Gregory T. Kennedy, MD from Penn Medicine speaks about Targeted Intraoperative Molecular Imaging for Localizing Nonpalpable Tumors and Quantifying Resection Margin Distances.
Link to Abstract:
https://jamanetwork.com/journals/jamasurgery/article-abstract/2783502
Points to Remember:
A Question –
Can intraoperative molecular imaging correctly predict resection margin adequacy and locate nonpalpable, visually occult tumors?
Conclusions –
Intraoperative molecular imaging identified 83 percent of nonpalpable, nonvisible lesions in this nonrandomized open-label trial of 40 adults with a T1 pulmonary lesion radiographically suspicious for a nonpalpable cancer, and intraoperative molecular imaging–calculated margins were nearly identical to those reported on final pathology.
Defined –
Intraoperative molecular imaging can enhance surgical care of nonpalpable tumors across the area of surgical oncology by detecting occult tumors and cancer-positive margins that may have been overlooked by traditional surgical techniques.
Abstract:
Importance Across all solid tumor types, complete – (R0) resection is the most important predictive marker for survival. In nonpalpable tumors or in situ illness, achieving sufficient tumor removal with proper margins is extremely difficult. Previous approaches to this problem have been time-consuming, inefficient, or unsuccessful.
The goal is to
To see how well intraoperative molecular imaging (IMI), a new technique that uses a fluorescent tracer targeted to malignant cells, can locate optically occult, nonpalpable tumors and measure margin lengths during resection.
Participants, Design, and Setting –
Patients were enrolled in this nonrandomized open-label study of IMI employing a folate receptor-targeted fluorescent tracer at a single referral site between May 2017 and June 2020. Patients who had a tiny (T1) lung lesion that was suspected of malignant neoplasms and had radiographic characteristics suggestive of a nonpalpable lesion were eligible.

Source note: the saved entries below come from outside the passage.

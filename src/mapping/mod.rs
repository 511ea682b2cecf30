//! Port mappings. A client mapping listens on a local port and carries each
//! accepted connection over its own data channel; a server mapping forwards
//! every channel it is offered to one local port.

pub(crate) mod bridge;
pub mod client;
pub mod proxy;
pub mod server;

pub use client::{ClientOptions, MappingClient};
pub use server::{MappingServer, ServerOptions};

/// Text of a free-form signal payload, for logging.
pub(crate) fn display_buf(buf: &serde_json::Value) -> String {
    match buf {
        serde_json::Value::String(s) => s.clone(),
        other => other.to_string(),
    }
}
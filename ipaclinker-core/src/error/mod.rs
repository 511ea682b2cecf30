use std::io;

use thiserror::Error;

#[derive(Error, Debug)]
pub enum Error {
    #[error("io")]
    Io(#[from] io::Error),
    #[error(transparent)]
    Protocol(#[from] ProtocolError),
    #[error("invalid signal payload: {0}")]
    Payload(#[from] serde_json::Error),
    #[error("channel not found: {0}")]
    ChannelNotFound(String),
    #[error("peer session closed")]
    PeerClosed,
}

/// Rejections produced by the registry. The `Display` text is what the
/// offending party receives in its `errMsg` reply.
#[derive(Error, Debug, Clone, PartialEq, Eq)]
pub enum ProtocolError {
    #[error("identifier too long: {0}")]
    IdentifierTooLong(String),
    #[error("node already online: {0}")]
    AlreadyOnline(String),
    #[error("server offline or unknown: Server[{0}]")]
    UnknownServer(String),
    #[error("client offline or unknown: {0}")]
    UnknownClient(String),
    #[error("version mismatch: Client[{client}] -> Server[{server}]")]
    VersionMismatch { client: String, server: String },
    #[error("connection already registered as {0}")]
    AlreadyRegistered(String),
}

pub type Result<T, E = Error> = ::std::result::Result<T, E>;
use std::time::Duration;

use bytes::Bytes;
use futures::{SinkExt, StreamExt};
use ipaclinker::signal::server::SignalServer;
use ipaclinker::signal::{SessionEvent, SignalSession};
use ipaclinker_core::protocol::node_id::NodeId;
use ipaclinker_core::protocol::{
    Ack, ClientArrived, ClientLeft, ClientReg, RelayMessage, Request, ServerReg, SignalEnvelope,
    SignalEvent, PROTOCOL_VERSION,
};
use serde_json::json;
use tokio::net::TcpStream;
use tokio_util::codec::{Framed, LengthDelimitedCodec};

struct Node {
    framed: Framed<TcpStream, LengthDelimitedCodec>,
}

impl Node {
    async fn connect(addr: std::net::SocketAddr) -> Node {
        let stream = TcpStream::connect(addr).await.unwrap();
        Node {
            framed: Framed::new(stream, LengthDelimitedCodec::new()),
        }
    }

    async fn send(&mut self, req: &Request) {
        let buf = serde_json::to_vec(req).unwrap();
        self.framed.send(Bytes::from(buf)).await.unwrap();
    }

    async fn recv(&mut self) -> RelayMessage {
        let frame = tokio::time::timeout(Duration::from_secs(5), self.framed.next())
            .await
            .expect("relay reply")
            .unwrap()
            .unwrap();
        serde_json::from_slice(&frame).unwrap()
    }

    async fn recv_raw(&mut self) -> serde_json::Value {
        let frame = tokio::time::timeout(Duration::from_secs(5), self.framed.next())
            .await
            .expect("relay reply")
            .unwrap()
            .unwrap();
        serde_json::from_slice(&frame).unwrap()
    }
}

async fn start_relay() -> std::net::SocketAddr {
    let server = SignalServer::bind("127.0.0.1:0").await.unwrap();
    let addr = server.local_addr().unwrap();
    tokio::spawn(server.run());
    addr
}

fn server_reg(server: &str) -> Request {
    Request::ServerReg(ServerReg {
        version: PROTOCOL_VERSION.to_string(),
        server: server.to_string(),
    })
}

fn client_reg(server: &str, uuid: &str, version: &str) -> Request {
    Request::ClientReg(ClientReg {
        version: version.to_string(),
        server: server.to_string(),
        uuid: uuid.to_string(),
    })
}

#[tokio::test]
async fn test_register_and_forward_signals() {
    let addr = start_relay().await;
    let mut server = Node::connect(addr).await;
    server.send(&server_reg("S1")).await;
    assert_eq!(
        server.recv_raw().await,
        json!({"type": "ServerReg", "data": {"success": true}})
    );

    let mut client = Node::connect(addr).await;
    client.send(&client_reg("S1", "C1", PROTOCOL_VERSION)).await;
    assert_eq!(client.recv().await, RelayMessage::ClientReg(Ack { success: true }));
    assert_eq!(
        server.recv().await,
        RelayMessage::ClientRegistered(ClientArrived {
            uuid: "C1".to_string(),
            ip: "127.0.0.1".to_string(),
        })
    );

    let offer = json!({"type": "offer", "sdp": "v=0"});
    client
        .send(&Request::ClientSendSignal(SignalEnvelope {
            server: "S1".to_string(),
            uuid: "C1".to_string(),
            event: SignalEvent::ClientDescription,
            buf: offer.clone(),
        }))
        .await;
    assert_eq!(
        server.recv_raw().await,
        json!({
            "type": "clientSignal",
            "data": {"event": "client_signal_description", "buf": offer, "uuid": "C1"}
        })
    );

    server
        .send(&Request::ServerSendSignal(SignalEnvelope {
            server: "S1".to_string(),
            uuid: "C1".to_string(),
            event: SignalEvent::ServerMsg,
            buf: json!("welcome"),
        }))
        .await;
    match client.recv().await {
        RelayMessage::ServerSignal(signal) => {
            assert_eq!(signal.event, SignalEvent::ServerMsg);
            assert_eq!(signal.buf, json!("welcome"));
            assert_eq!(signal.uuid, "C1");
        }
        msg => panic!("unexpected {msg:?}"),
    }

    drop(client);
    assert_eq!(
        server.recv().await,
        RelayMessage::ClientUnregister(ClientLeft {
            uuid: "C1".to_string()
        })
    );
}

#[tokio::test]
async fn test_registration_errors() {
    let addr = start_relay().await;
    let mut server = Node::connect(addr).await;
    server.send(&server_reg("S1")).await;
    server.recv().await;

    let mut client = Node::connect(addr).await;
    client.send(&client_reg("nobody", "C1", PROTOCOL_VERSION)).await;
    match client.recv().await {
        RelayMessage::ErrMsg(msg) => assert!(msg.contains("Server[nobody]"), "{msg}"),
        msg => panic!("unexpected {msg:?}"),
    }

    client.send(&client_reg("S1", "C1", "0.0")).await;
    match client.recv().await {
        RelayMessage::ErrMsg(msg) => assert!(msg.contains("version"), "{msg}"),
        msg => panic!("unexpected {msg:?}"),
    }

    // a failed attempt leaves the connection free to register
    client.send(&client_reg("S1", "C1", PROTOCOL_VERSION)).await;
    assert_eq!(client.recv().await, RelayMessage::ClientReg(Ack { success: true }));

    let mut rival = Node::connect(addr).await;
    rival.send(&server_reg("S1")).await;
    assert!(matches!(rival.recv().await, RelayMessage::ErrMsg(_)));
}

#[tokio::test]
async fn test_client_identity_moves_to_new_connection() {
    let addr = start_relay().await;
    let mut server = Node::connect(addr).await;
    server.send(&server_reg("S1")).await;
    server.recv().await;

    let mut client = Node::connect(addr).await;
    client.send(&client_reg("S1", "C1", PROTOCOL_VERSION)).await;
    assert_eq!(client.recv().await, RelayMessage::ClientReg(Ack { success: true }));
    assert!(matches!(server.recv().await, RelayMessage::ClientRegistered(_)));

    let mut twin = Node::connect(addr).await;
    twin.send(&client_reg("S1", "C1", PROTOCOL_VERSION)).await;
    assert_eq!(twin.recv().await, RelayMessage::ClientReg(Ack { success: true }));
    assert_eq!(
        server.recv().await,
        RelayMessage::ClientUnregister(ClientLeft {
            uuid: "C1".to_string()
        })
    );
    assert!(matches!(server.recv().await, RelayMessage::ClientRegistered(_)));

    // the superseded connection leaving does not unregister the twin
    drop(client);
    tokio::time::sleep(Duration::from_millis(200)).await;
    server
        .send(&Request::ServerSendSignal(SignalEnvelope {
            server: "S1".to_string(),
            uuid: "C1".to_string(),
            event: SignalEvent::ServerMsg,
            buf: json!("still there"),
        }))
        .await;
    match twin.recv().await {
        RelayMessage::ServerSignal(signal) => assert_eq!(signal.buf, json!("still there")),
        msg => panic!("unexpected {msg:?}"),
    }
    assert!(tokio::time::timeout(Duration::from_millis(200), server.framed.next())
        .await
        .is_err());
}

#[tokio::test]
async fn test_server_leaving_drops_its_clients() {
    let addr = start_relay().await;
    let mut server = Node::connect(addr).await;
    server.send(&server_reg("S1")).await;
    server.recv().await;

    let mut client = Node::connect(addr).await;
    client.send(&client_reg("S1", "C1", PROTOCOL_VERSION)).await;
    client.recv().await;
    server.recv().await;

    drop(server);
    tokio::time::sleep(Duration::from_millis(200)).await;
    client
        .send(&Request::ClientSendSignal(SignalEnvelope {
            server: "S1".to_string(),
            uuid: "C1".to_string(),
            event: SignalEvent::ClientMsg,
            buf: json!("hello?"),
        }))
        .await;
    assert!(matches!(client.recv().await, RelayMessage::ErrMsg(_)));
}

#[tokio::test]
async fn test_invalid_request_is_answered() {
    let addr = start_relay().await;
    let mut node = Node::connect(addr).await;
    node.framed
        .send(Bytes::from_static(b"{\"type\":\"Bogus\"}"))
        .await
        .unwrap();
    assert!(matches!(node.recv().await, RelayMessage::ErrMsg(_)));
}

async fn next_event(events: &flume::Receiver<SessionEvent>) -> SessionEvent {
    tokio::time::timeout(Duration::from_secs(5), events.recv_async())
        .await
        .expect("session event")
        .unwrap()
}

#[tokio::test]
async fn test_signal_sessions_exchange_messages() {
    let addr = start_relay().await.to_string();
    let server_id = NodeId::new("S9").unwrap();
    let client_id = NodeId::new("C9").unwrap();
    let interval = Duration::from_millis(50);

    let (server, server_events) = SignalSession::connect("server", &addr, interval);
    assert!(matches!(next_event(&server_events).await, SessionEvent::Connected));
    assert!(server.server_register(&server_id));
    assert!(matches!(
        next_event(&server_events).await,
        SessionEvent::Message(RelayMessage::ServerReg(Ack { success: true }))
    ));

    let (client, client_events) = SignalSession::connect("client", &addr, interval);
    assert!(matches!(next_event(&client_events).await, SessionEvent::Connected));
    assert!(client.client_register(&server_id, &client_id));
    assert!(matches!(
        next_event(&client_events).await,
        SessionEvent::Message(RelayMessage::ClientReg(Ack { success: true }))
    ));
    assert!(matches!(
        next_event(&server_events).await,
        SessionEvent::Message(RelayMessage::ClientRegistered(_))
    ));

    assert!(client.client_send_signal(
        &server_id,
        &client_id,
        SignalEvent::ClientMsg,
        json!("hi")
    ));
    match next_event(&server_events).await {
        SessionEvent::Message(RelayMessage::ClientSignal(signal)) => {
            assert_eq!(signal.event, SignalEvent::ClientMsg);
            assert_eq!(signal.buf, json!("hi"));
            assert_eq!(signal.uuid, "C9");
        }
        event => panic!("unexpected {event:?}"),
    }

    server.server_send_msg(&server_id, "C9", "welcome");
    match next_event(&client_events).await {
        SessionEvent::Message(RelayMessage::ServerSignal(signal)) => {
            assert_eq!(signal.event, SignalEvent::ServerMsg);
            assert_eq!(signal.buf, json!("welcome"));
        }
        event => panic!("unexpected {event:?}"),
    }

    client.close();
    assert!(!client.is_connected());
    assert!(matches!(
        next_event(&server_events).await,
        SessionEvent::Message(RelayMessage::ClientUnregister(_))
    ));
}
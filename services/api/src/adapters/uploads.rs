//! services/api/src/adapters/uploads.rs
//!
//! Stores uploaded profile photos under a fixed directory. Extensions are
//! checked against an allow-list and filenames are reduced to an ASCII-safe
//! subset. A later upload with the same name overwrites the earlier file.

use std::path::PathBuf;

use civica_core::ports::{PortError, PortResult};

const ALLOWED_EXTENSIONS: &[&str] = &["png", "jpg", "jpeg", "gif"];

/// Saves uploaded files under one directory.
pub struct UploadStore {
    dir: PathBuf,
}

impl UploadStore {
    pub fn new(dir: impl Into<PathBuf>) -> Self {
        Self { dir: dir.into() }
    }

    /// Writes the upload to disk and returns the stored filename.
    pub async fn save(&self, original_name: &str, data: &[u8]) -> PortResult<String> {
        let name = sanitize_filename(original_name);
        let extension = name
            .rsplit_once('.')
            .map(|(_, ext)| ext.to_ascii_lowercase())
            .ok_or_else(|| PortError::Invalid("File has no extension".to_string()))?;
        if !ALLOWED_EXTENSIONS.contains(&extension.as_str()) {
            return Err(PortError::Invalid(format!(
                "File type '.{extension}' is not allowed"
            )));
        }

        tokio::fs::create_dir_all(&self.dir)
            .await
            .map_err(|e| PortError::Unexpected(e.to_string()))?;
        let path = self.dir.join(&name);
        tokio::fs::write(&path, data)
            .await
            .map_err(|e| PortError::Unexpected(format!("failed to store upload: {e}")))?;
        Ok(name)
    }
}

/// Strips path components and anything outside `[A-Za-z0-9._-]`.
fn sanitize_filename(name: &str) -> String {
    let base = name
        .rsplit(['/', '\\'])
        .next()
        .unwrap_or(name);
    base.chars()
        .filter(|c| c.is_ascii_alphanumeric() || matches!(c, '.' | '_' | '-'))
        .collect()
}

#[cfg(test)]
mod tests {
    use super::*;
    use uuid::Uuid;

    fn fresh_store() -> UploadStore {
        UploadStore::new(std::env::temp_dir().join(format!("civica-uploads-{}", Uuid::new_v4())))
    }

    #[tokio::test]
    async fn accepts_allowed_extension_and_sanitizes_name() {
        let store = fresh_store();
        let name = store.save("../..\\photo of me!.PNG", b"bytes").await.unwrap();
        assert_eq!(name, "photoofme.PNG");
        let on_disk = tokio::fs::read(store.dir.join(&name)).await.unwrap();
        assert_eq!(on_disk, b"bytes");
    }

    #[tokio::test]
    async fn rejects_disallowed_extension() {
        let store = fresh_store();
        let err = store.save("payload.exe", b"bytes").await.unwrap_err();
        assert!(matches!(err, PortError::Invalid(_)));
    }

    #[tokio::test]
    async fn same_name_silently_overwrites() {
        let store = fresh_store();
        store.save("me.png", b"first").await.unwrap();
        store.save("me.png", b"second").await.unwrap();
        let on_disk = tokio::fs::read(store.dir.join("me.png")).await.unwrap();
        assert_eq!(on_disk, b"second");
    }
}
//! services/api/src/error.rs
//!
//! Defines the primary error type for the entire API service.

use crate::config::ConfigError;
use civica_core::ports::PortError;

/// The primary error type for the `api` service.
#[derive(Debug, thiserror::Error)]
pub enum ApiError {
    /// Represents an error that occurred during configuration loading.
    #[error("Configuration error: {0}")]
    Config(#[from] ConfigError),

    /// Represents an error that propagated up from one of the core service ports.
    #[error("Service Port Error: {0}")]
    Port(#[from] PortError),

    /// Represents a standard Input/Output error (e.g., binding to a network socket).
    #[error("IO error: {0}")]
    Io(#[from] std::io::Error),

    /// A catch-all for any other unexpected errors.
    #[error("An unexpected internal error occurred: {0}")]
    Internal(String),
}
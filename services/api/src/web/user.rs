//! services/api/src/web/user.rs
//!
//! Routes for the citizen (`User`) role: dashboard, profile completion and
//! editing, safety complaints, the station directory and the medicine shop.
//!
//! Profile completion is enforced before the dashboard and the shop are
//! reachable; incomplete sessions are bounced to `/profile/complete`.

use axum::{
    extract::{Multipart, State},
    http::StatusCode,
    response::{IntoResponse, Json, Redirect, Response},
    Extension, Form,
};
use chrono::{DateTime, Utc};
use civica_core::domain::{AuthSession, ComplaintStatus, Medicine, Profile};
use civica_core::ports::PortError;
use serde::{Deserialize, Serialize};
use std::sync::Arc;
use tracing::error;
use utoipa::ToSchema;
use uuid::Uuid;

use crate::adapters::stations::{nearby_stations, Station};
use crate::web::state::AppState;

//=========================================================================================
// Request/Response Types
//=========================================================================================

#[derive(Serialize, ToSchema)]
pub struct UserDashboard {
    pub username: String,
    #[schema(value_type = Object)]
    pub profile: Profile,
    pub pending_complaints: usize,
}

#[derive(Deserialize, ToSchema)]
pub struct ProfileForm {
    pub email: String,
    pub phone: String,
    #[serde(default)]
    pub national_id: String,
    #[serde(default)]
    pub gender: String,
    #[serde(default)]
    pub date_of_birth: String,
    #[serde(default)]
    pub bio: String,
    /// Comma-separated interest tags.
    #[serde(default)]
    pub interests: String,
    pub address: String,
}

#[derive(Deserialize, ToSchema)]
pub struct ComplaintForm {
    pub text: String,
    #[serde(default)]
    pub station: Option<String>,
}

#[derive(Serialize, ToSchema)]
pub struct ComplaintView {
    pub id: Uuid,
    pub text: String,
    pub station: Option<String>,
    #[schema(value_type = String)]
    pub status: ComplaintStatus,
    pub created_at: DateTime<Utc>,
}

#[derive(Serialize, ToSchema)]
pub struct ShopItem {
    pub store: String,
    pub name: String,
    pub price: String,
}

#[derive(Deserialize, ToSchema)]
pub struct OrderForm {
    pub medicine: String,
}

//=========================================================================================
// Helpers
//=========================================================================================

fn internal(context: &str, e: PortError) -> (StatusCode, String) {
    error!("{context}: {e:?}");
    (StatusCode::INTERNAL_SERVER_ERROR, context.to_string())
}

/// Loads the session's profile, or the redirect that sends an incomplete
/// account to the completion flow.
async fn complete_profile_or_redirect(
    state: &AppState,
    session: &AuthSession,
) -> Result<Profile, Result<Redirect, (StatusCode, String)>> {
    let user = match state.store.get_user(&session.username).await {
        Ok(user) => user,
        Err(e) => return Err(Err(internal("Failed to load user", e))),
    };
    match user.profile {
        Some(profile) if profile.is_complete() => Ok(profile),
        _ => Err(Ok(Redirect::to("/profile/complete"))),
    }
}

fn parse_interests(raw: &str) -> Vec<String> {
    raw.split(',')
        .map(str::trim)
        .filter(|s| !s.is_empty())
        .map(str::to_string)
        .collect()
}

//=========================================================================================
// Handlers
//=========================================================================================

/// GET /user - The citizen dashboard.
#[utoipa::path(
    get,
    path = "/user",
    responses(
        (status = 200, description = "Dashboard data", body = UserDashboard),
        (status = 303, description = "Profile incomplete; redirected to /profile/complete")
    )
)]
pub async fn user_dashboard_handler(
    State(state): State<Arc<AppState>>,
    Extension(session): Extension<AuthSession>,
) -> Result<Response, (StatusCode, String)> {
    let profile = match complete_profile_or_redirect(&state, &session).await {
        Ok(profile) => profile,
        Err(redirect) => return redirect.map(IntoResponse::into_response),
    };

    let complaints = state
        .store
        .list_complaints_for_user(&session.username)
        .await
        .map_err(|e| internal("Failed to load complaints", e))?;

    Ok(Json(UserDashboard {
        username: session.username,
        profile,
        pending_complaints: complaints
            .iter()
            .filter(|c| c.status == ComplaintStatus::Pending)
            .count(),
    })
    .into_response())
}

/// GET /profile - View the stored profile.
#[utoipa::path(
    get,
    path = "/profile",
    responses(
        (status = 200, description = "The stored profile"),
        (status = 303, description = "No profile yet; redirected to /profile/complete")
    )
)]
pub async fn profile_view_handler(
    State(state): State<Arc<AppState>>,
    Extension(session): Extension<AuthSession>,
) -> Result<Response, (StatusCode, String)> {
    let user = state
        .store
        .get_user(&session.username)
        .await
        .map_err(|e| internal("Failed to load user", e))?;

    match user.profile {
        Some(profile) => Ok(Json(profile).into_response()),
        None => Ok(Redirect::to("/profile/complete").into_response()),
    }
}

/// POST /profile - Edit the profile's text fields.
///
/// Keeps the uploaded photo and any role-specific sub-records intact.
#[utoipa::path(
    post,
    path = "/profile",
    request_body(content = ProfileForm, content_type = "application/x-www-form-urlencoded"),
    responses(
        (status = 303, description = "Profile updated; redirected to /profile"),
        (status = 500, description = "Internal server error")
    )
)]
pub async fn profile_edit_handler(
    State(state): State<Arc<AppState>>,
    Extension(session): Extension<AuthSession>,
    Form(form): Form<ProfileForm>,
) -> Result<impl IntoResponse, (StatusCode, String)> {
    let user = state
        .store
        .get_user(&session.username)
        .await
        .map_err(|e| internal("Failed to load user", e))?;

    let mut profile = user.profile.unwrap_or_default();
    profile.email = form.email;
    profile.phone = form.phone;
    profile.national_id = form.national_id;
    profile.gender = form.gender;
    profile.date_of_birth = form.date_of_birth;
    profile.bio = form.bio;
    profile.interests = parse_interests(&form.interests);
    profile.address = form.address;

    state
        .store
        .update_profile(&session.username, profile)
        .await
        .map_err(|e| internal("Failed to update profile", e))?;

    Ok(Redirect::to("/profile"))
}

/// GET /profile/complete - The profile-completion entry point.
#[utoipa::path(
    get,
    path = "/profile/complete",
    responses((status = 200, description = "Completion prompt"))
)]
pub async fn profile_complete_page_handler() -> &'static str {
    "Complete your profile by POSTing email, phone and address (and optional details) here"
}

/// POST /profile/complete - Complete the profile, with an optional photo upload.
///
/// Accepts multipart/form-data: the `ProfileForm` fields plus an optional
/// `photo` file part. The photo is stored under the upload directory.
#[utoipa::path(
    post,
    path = "/profile/complete",
    request_body(content_type = "multipart/form-data", description = "Profile fields and an optional photo part."),
    responses(
        (status = 303, description = "Profile stored; redirected to /user"),
        (status = 400, description = "Missing required field or disallowed file type"),
        (status = 500, description = "Internal server error")
    )
)]
pub async fn profile_complete_handler(
    State(state): State<Arc<AppState>>,
    Extension(session): Extension<AuthSession>,
    mut multipart: Multipart,
) -> Result<impl IntoResponse, (StatusCode, String)> {
    let user = state
        .store
        .get_user(&session.username)
        .await
        .map_err(|e| internal("Failed to load user", e))?;
    let mut profile = user.profile.unwrap_or_default();

    while let Some(field) = multipart.next_field().await.map_err(|e| {
        (
            StatusCode::BAD_REQUEST,
            format!("Failed to read multipart data: {e}"),
        )
    })? {
        let name = field.name().unwrap_or_default().to_string();
        if name == "photo" {
            let file_name = field.file_name().unwrap_or("photo").to_string();
            let data = field.bytes().await.map_err(|e| {
                (
                    StatusCode::BAD_REQUEST,
                    format!("Failed to read file bytes: {e}"),
                )
            })?;
            if data.is_empty() {
                continue;
            }
            let stored = state.uploads.save(&file_name, &data).await.map_err(|e| match e {
                PortError::Invalid(msg) => (StatusCode::BAD_REQUEST, msg),
                other => internal("Failed to store upload", other),
            })?;
            profile.photo = Some(stored);
            continue;
        }

        let value = field.text().await.map_err(|e| {
            (
                StatusCode::BAD_REQUEST,
                format!("Failed to read field '{name}': {e}"),
            )
        })?;
        match name.as_str() {
            "email" => profile.email = value,
            "phone" => profile.phone = value,
            "national_id" => profile.national_id = value,
            "gender" => profile.gender = value,
            "date_of_birth" => profile.date_of_birth = value,
            "bio" => profile.bio = value,
            "interests" => profile.interests = parse_interests(&value),
            "address" => profile.address = value,
            _ => {}
        }
    }

    if !profile.is_complete() {
        return Err((
            StatusCode::BAD_REQUEST,
            "Email, phone and address are required".to_string(),
        ));
    }

    state
        .store
        .update_profile(&session.username, profile)
        .await
        .map_err(|e| internal("Failed to update profile", e))?;

    Ok(Redirect::to("/user"))
}

/// GET /safety - List the session's own complaints with their status.
#[utoipa::path(
    get,
    path = "/safety",
    responses((status = 200, description = "The session's complaints", body = [ComplaintView]))
)]
pub async fn safety_list_handler(
    State(state): State<Arc<AppState>>,
    Extension(session): Extension<AuthSession>,
) -> Result<impl IntoResponse, (StatusCode, String)> {
    let complaints = state
        .store
        .list_complaints_for_user(&session.username)
        .await
        .map_err(|e| internal("Failed to load complaints", e))?;

    let views: Vec<ComplaintView> = complaints
        .into_iter()
        .map(|c| ComplaintView {
            id: c.id,
            text: c.text,
            station: c.station,
            status: c.status,
            created_at: c.created_at,
        })
        .collect();
    Ok(Json(views))
}

/// POST /safety - File a new safety complaint.
#[utoipa::path(
    post,
    path = "/safety",
    request_body(content = ComplaintForm, content_type = "application/x-www-form-urlencoded"),
    responses(
        (status = 201, description = "Complaint filed", body = ComplaintView),
        (status = 400, description = "Empty complaint text")
    )
)]
pub async fn safety_file_handler(
    State(state): State<Arc<AppState>>,
    Extension(session): Extension<AuthSession>,
    Form(form): Form<ComplaintForm>,
) -> Result<impl IntoResponse, (StatusCode, String)> {
    if form.text.trim().is_empty() {
        return Err((
            StatusCode::BAD_REQUEST,
            "Complaint text must not be empty".to_string(),
        ));
    }

    let station = form.station.filter(|s| !s.is_empty());
    let complaint = state
        .store
        .file_complaint(&session.username, form.text.trim(), station)
        .await
        .map_err(|e| internal("Failed to file complaint", e))?;

    Ok((
        StatusCode::CREATED,
        Json(ComplaintView {
            id: complaint.id,
            text: complaint.text,
            station: complaint.station,
            status: complaint.status,
            created_at: complaint.created_at,
        }),
    ))
}

/// GET /stations - The nearby police station directory.
#[utoipa::path(
    get,
    path = "/stations",
    responses((status = 200, description = "Nearby stations", body = [Station]))
)]
pub async fn stations_handler() -> Json<Vec<Station>> {
    Json(nearby_stations())
}

/// GET /shop - List every medicine across all pharmacy stores.
///
/// Unreachable until the profile is complete.
#[utoipa::path(
    get,
    path = "/shop",
    responses(
        (status = 200, description = "Available medicines", body = [ShopItem]),
        (status = 303, description = "Profile incomplete; redirected to /profile/complete")
    )
)]
pub async fn shop_handler(
    State(state): State<Arc<AppState>>,
    Extension(session): Extension<AuthSession>,
) -> Result<Response, (StatusCode, String)> {
    if let Err(redirect) = complete_profile_or_redirect(&state, &session).await {
        return redirect.map(IntoResponse::into_response);
    }

    let medicines = state
        .store
        .list_all_medicines()
        .await
        .map_err(|e| internal("Failed to load medicines", e))?;

    let items: Vec<ShopItem> = medicines
        .into_iter()
        .map(|(store, Medicine { name, price })| ShopItem { store, name, price })
        .collect();
    Ok(Json(items).into_response())
}

/// POST /shop - Place an order for a medicine by exact name.
#[utoipa::path(
    post,
    path = "/shop",
    request_body(content = OrderForm, content_type = "application/x-www-form-urlencoded"),
    responses(
        (status = 201, description = "Order placed"),
        (status = 303, description = "Profile incomplete; redirected to /profile/complete"),
        (status = 404, description = "No store stocks that medicine")
    )
)]
pub async fn order_handler(
    State(state): State<Arc<AppState>>,
    Extension(session): Extension<AuthSession>,
    Form(form): Form<OrderForm>,
) -> Result<Response, (StatusCode, String)> {
    if let Err(redirect) = complete_profile_or_redirect(&state, &session).await {
        return redirect.map(IntoResponse::into_response);
    }

    let order = state
        .store
        .place_order(&session.username, &form.medicine)
        .await
        .map_err(|e| match e {
            PortError::NotFound(msg) => (StatusCode::NOT_FOUND, msg),
            other => internal("Failed to place order", other),
        })?;

    Ok((StatusCode::CREATED, Json(order)).into_response())
}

Interventions (interventions) –
A folate receptor-targeted near-infrared tracer was injected into the patients prior to surgery. Surgeons utilized thoracoscopic vision and palpation to detect lesions during surgery. The lesion was detected in situ using IMI, and the lesions were visualized ex vivo. IMI evaluated the margins before comparing them to the results of the final histopathologic study.
Main Indicators and Outcomes –
The primary objectives were whether IMI could (1) locate nonpalpable lung lesions in situ and (2) measure margin distance using final pathology as a criteria. Patient demographics and lesion characteristics were collected prospectively.
Observations –
26 (65%) of the 40 patients were female, with a median (interquartile range) age of 66.5 (62-72). Conventional surgical techniques were able to locate 22 of the 40 lesions (55%) whereas IMI was able to locate 36 of the 40 lesions (90 percent ). IMI detected 15 (83.3 percent) of the 18 nonpalpable lesions. The mean signal-to-background ratio was more than 2 in both palpable and nonpalpable lesions. For 39 of the 40 patients, an IMI margin could be determined (95 percent ). With a median (interquartile range) difference of 1.3 (0.7-2.0) mm, IMI margins were substantially equal to final pathological margins (R2 = 0.9593). IMI discovered two clinically unacceptable margins in nonpalpable tumors that would have resulted in a significant risk of recurrence.
Conclusions and Implications –
To our knowledge, this is the first clinical application of IMI for nonpalpable tumors, and it establishes the efficacy of IMI in detecting occult illness and tumor-positive margins in the area of surgical oncology.